» **TASK BRIEF**
Your task is to copy every line of the entries that contains "settings".

» **RECORDED INFORMATION**
════

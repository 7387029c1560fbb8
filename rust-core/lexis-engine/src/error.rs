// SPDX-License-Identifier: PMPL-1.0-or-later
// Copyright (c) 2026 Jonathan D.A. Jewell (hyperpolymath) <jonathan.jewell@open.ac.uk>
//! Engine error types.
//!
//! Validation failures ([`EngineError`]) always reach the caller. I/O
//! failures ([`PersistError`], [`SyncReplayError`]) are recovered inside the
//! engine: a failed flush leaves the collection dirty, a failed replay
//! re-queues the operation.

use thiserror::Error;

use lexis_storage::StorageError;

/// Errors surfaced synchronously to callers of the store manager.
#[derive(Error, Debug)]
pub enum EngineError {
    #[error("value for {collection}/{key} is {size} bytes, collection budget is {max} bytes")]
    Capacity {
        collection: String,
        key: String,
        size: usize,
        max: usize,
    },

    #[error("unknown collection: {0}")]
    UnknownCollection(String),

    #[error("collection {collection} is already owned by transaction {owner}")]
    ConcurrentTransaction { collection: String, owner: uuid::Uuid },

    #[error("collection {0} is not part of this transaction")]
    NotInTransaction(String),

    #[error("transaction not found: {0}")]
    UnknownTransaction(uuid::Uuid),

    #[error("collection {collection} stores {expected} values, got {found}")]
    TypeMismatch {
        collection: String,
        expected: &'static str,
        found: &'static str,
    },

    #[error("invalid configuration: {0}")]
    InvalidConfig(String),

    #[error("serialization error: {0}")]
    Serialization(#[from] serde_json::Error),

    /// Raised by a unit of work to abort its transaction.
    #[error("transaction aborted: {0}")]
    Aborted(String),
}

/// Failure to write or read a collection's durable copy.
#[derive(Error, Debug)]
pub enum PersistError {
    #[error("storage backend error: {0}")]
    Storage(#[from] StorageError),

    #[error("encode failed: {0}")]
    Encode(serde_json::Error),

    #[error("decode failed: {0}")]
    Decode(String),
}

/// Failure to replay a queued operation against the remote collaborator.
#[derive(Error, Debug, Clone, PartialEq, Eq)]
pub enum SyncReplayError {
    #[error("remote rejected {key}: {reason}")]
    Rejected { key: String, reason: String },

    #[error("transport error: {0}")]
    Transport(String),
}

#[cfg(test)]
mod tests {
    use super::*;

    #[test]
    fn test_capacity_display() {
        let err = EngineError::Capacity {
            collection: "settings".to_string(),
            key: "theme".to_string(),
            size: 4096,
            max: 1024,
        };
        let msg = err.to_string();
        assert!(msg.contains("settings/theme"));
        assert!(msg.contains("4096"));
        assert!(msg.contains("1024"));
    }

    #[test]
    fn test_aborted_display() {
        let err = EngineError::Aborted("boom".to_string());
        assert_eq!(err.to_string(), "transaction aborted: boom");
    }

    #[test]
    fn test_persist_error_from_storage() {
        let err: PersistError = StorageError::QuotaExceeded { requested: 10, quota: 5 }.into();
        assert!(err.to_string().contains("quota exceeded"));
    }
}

════

» **RESULT**
            collection: "settings".to_string(),
        assert!(msg.contains("settings/theme"));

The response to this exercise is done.